2. The Master learned of this world in the public schools of Indiana, and as he grew, in his trade as a mechanic of automobiles.

3. But the master had learnings from other lands and other schools, from other lives that he had lived. He remembered these, and remembering became wise and strong, so that others saw his strength and came to him for counsel.

4. The Master believed that he had power to help himself and all mankind, and as he believed so it was for him, so that others saw his power and came to him to be healed of their troubles and their many diseases.

5. The Master believed that it is well for any man to think upon himself as a son of God, and as he believed so it was, and the shop and garages where he worked became crowded and jammed with those who sought his learning and his touch, and the streets outside with those who longed only that the shadow of his passing might fall upon them, and change their lives.

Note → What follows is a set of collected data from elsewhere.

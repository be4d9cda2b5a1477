use mesh_types::{Cmp, Filter, FilterValue, Match, PublicKey};

/// An `owner == public_key` filter, the shape used throughout the core for
/// ownership-scoped fetches (carrier nodes, self-owned license lookups, ...).
pub fn owner_filter(public_key: &PublicKey) -> Filter {
    Filter {
        field: "owner".to_string(),
        operator: "eq".to_string(),
        cmp: Cmp::Eq,
        value: FilterValue::Bytes(public_key.0.to_vec()),
    }
}

/// A match on a node type with no filters, for tests that just want "any
/// node of this type".
pub fn match_type(node_type: &str) -> Match {
    Match { node_type: node_type.as_bytes().to_vec(), ..Match::default() }
}

/// A match on a node type plus an extra filter list.
pub fn match_type_with_filters(node_type: &str, filters: Vec<Filter>) -> Match {
    Match { node_type: node_type.as_bytes().to_vec(), filters, ..Match::default() }
}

6. It came to pass, because of the crowds, that the several foreman and shop managers bid the Master leave his tools and go his way, for so tightly was they thronged that neither he nor other mechanics had room to work upon the automobiles.

7. So it was that he went into the countryside, and began to call himself Messiah, and worker of miracles; and as they believed it was so.

8. If a storm passed as he spoke, not a raindrop touch a listener’s head; the last of the multitude heard his words as clearly as the first, no matter lightning nor thunder in the sky about. And always he spoke to them in parables.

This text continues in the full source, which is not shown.